Turpin turned and looked at the car.
"Oh", he said. "Him. Yes, he has one of those. Could this not just be someone else's, though?"
"I looked it up. It's a Lagonda Three-Litre. It was built between 1953 and 1958. There are only twenty left like it in the world."
"Well", said Turpin, "if he's here, that about proves that this is a military base."
"I knew that already", said Cleo. "Nobody marks out parking spaces on their own front drive...If I don't make it out of here alive, remember to tell my Sunday School teacher that someone admitted they knew less about the Bible than I did."
"By comparison with me", said Turpin, ringing the doorbell, "you're the Archbishop of Canterbury. My knowledge of the Bible is as follows: World made in seven days, man made, woman made of man, man eats apple, man loses Paradise. Then a good deal of begetting and smiting, then two of every animal sail around in a big boat for some reason. Jonah is thrown off the boat and eaten by a fish which burps him up in Nineveh -"
"By a fish?" said Cleo, who had thought it was a whale.
"Fish are loyal servants of the LORD", explained Turpin. "Logically, they must be, otherwise the LORD would have seen fit to wipe them out in the Flood along with all those sinful dinosaurs. Father Serafino is very firm on that point; he claims he receives divine revelations from his goldfish. In any case, I believe I'm about halfway through the Bible by now...Whilst the big boat's sailing around full of all the wildlife, Moses solves the same aquatic survival problem by parting the sea, then leads the Israelites all over the shop..."

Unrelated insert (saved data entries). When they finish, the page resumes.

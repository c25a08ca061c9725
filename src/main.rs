//! CLI entry point for crumbs

use std::io::IsTerminal;
use std::path::PathBuf;
use std::process;

use clap::{Parser, ValueEnum};
use crumbs::{
    JsonFormatter, OutputConfig, PlainFormatter, ScanConfig, ScanSummary, SmallFileWalker,
    parse_size,
};

/// Color output mode
#[derive(Debug, Clone, Copy, Default, ValueEnum)]
enum ColorMode {
    /// Auto-detect based on terminal and environment
    #[default]
    Auto,
    /// Always use colors
    Always,
    /// Never use colors
    Never,
}

/// Determine whether to use color output based on mode and environment.
fn should_use_color(mode: ColorMode) -> bool {
    match mode {
        ColorMode::Always => true,
        ColorMode::Never => false,
        ColorMode::Auto => {
            // Respect NO_COLOR environment variable (https://no-color.org/)
            if std::env::var_os("NO_COLOR").is_some() {
                return false;
            }
            if std::env::var_os("FORCE_COLOR").is_some() {
                return true;
            }
            if std::env::var("TERM").map(|t| t == "dumb").unwrap_or(false) {
                return false;
            }
            std::io::stdout().is_terminal()
        }
    }
}

#[derive(Parser, Debug)]
#[command(name = "crumbs")]
#[command(about = "Print the contents of every small file in a directory tree")]
#[command(version)]
struct Args {
    /// Directory to scan
    #[arg(default_value = ".")]
    path: PathBuf,

    /// Print files strictly smaller than SIZE. Suffixes: K, M, G (e.g., 2K)
    #[arg(short = 's', long = "max-size", value_name = "SIZE", default_value = "150")]
    max_size: String,

    /// Descend only N levels deep
    #[arg(short = 'L', long = "level")]
    level: Option<usize>,

    /// Skip entries whose name matches pattern (can be used multiple times)
    #[arg(short = 'I', long = "ignore", value_name = "PATTERN")]
    ignore: Vec<String>,

    /// Skip hidden files and honor .gitignore/.ignore files
    #[arg(short = 'g', long = "respect-ignore")]
    respect_ignore: bool,

    /// Report unreadable or non-text files and keep scanning
    #[arg(short = 'k', long = "keep-going")]
    keep_going: bool,

    /// Output in JSON format
    #[arg(long = "json", conflicts_with = "summary")]
    json: bool,

    /// Print a count line after the output
    #[arg(long = "summary")]
    summary: bool,

    /// Control color output: auto, always, never
    #[arg(long = "color", value_name = "WHEN", default_value = "auto")]
    color: ColorMode,
}

fn main() {
    let args = Args::parse();

    let max_size = parse_size(&args.max_size).unwrap_or_else(|e| {
        eprintln!("crumbs: invalid --max-size '{}': {}", args.max_size, e);
        process::exit(1);
    });

    let scan_config = ScanConfig {
        max_size,
        max_depth: args.level,
        ignore_patterns: args.ignore.clone(),
        respect_ignore_files: args.respect_ignore,
        keep_going: args.keep_going,
    };

    let walker = SmallFileWalker::new(scan_config).unwrap_or_else(|e| {
        eprintln!("crumbs: {}", e);
        process::exit(1);
    });

    // JSON output buffers every match until the walk finishes
    let result = if args.json {
        let mut formatter = JsonFormatter::new();
        walker.walk_streaming(&args.path, &mut formatter)
    } else {
        let output_config = OutputConfig {
            use_color: should_use_color(args.color),
            summary: args.summary,
        };
        let mut formatter = PlainFormatter::new(output_config);
        walker.walk_streaming(&args.path, &mut formatter)
    };

    match result {
        Ok(ScanSummary { failed, .. }) if failed > 0 => process::exit(1),
        Ok(_) => {}
        Err(e) => {
            eprintln!("crumbs: {}", e);
            process::exit(1);
        }
    }
}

The lights in the house were on. The sounds of a television set were coming from inside it.
"Don't you recognise it?" beamed Turpin.
Cleo shrugged.
"It's Stars on Sunday", said Turpin. "Call yourself a Christian?"
"If you recognize it", said Cleo, "I think it's likely someone hasn't changed their loop tape for a very long time."
The door opened. Lieutenant Turpin beamed his very best Sunday smile.
"Good afternoon", he said. "May we interest you in God?"
***
"Remind me", said Lieutenant Farthing, "why it's us that have to do this?"
"Because we need a diversion", whispered Ant, crawling with what he hoped was cat-like stealth across the field. "And if you take the sunglasses off a Man In Black, you have a man who's knocking on your door on a Sunday morning to convert you to Christianity."
Behind him, Farthing was just about managing hippopotamus-like stealth. Ant wished he had not told her that sheep went to the toilet just like humans. Night was falling, and a meadow full of sheep became, after dark, an evil-smelling minefield, particularly if you were moving on all fours.
The nearest sheep stood chewing the cud, looking upward at the sunset, for about six seconds. Then, it dipped its head downward into the grass, and grass began flying from its incisors. Ant sidled up alongside the sheep, feeling faintly ridiculous. Five seconds or so passed, and the sheep began to move forwards, drifting slightly closer to the house. Ant moved with it, keeping it between the house and him.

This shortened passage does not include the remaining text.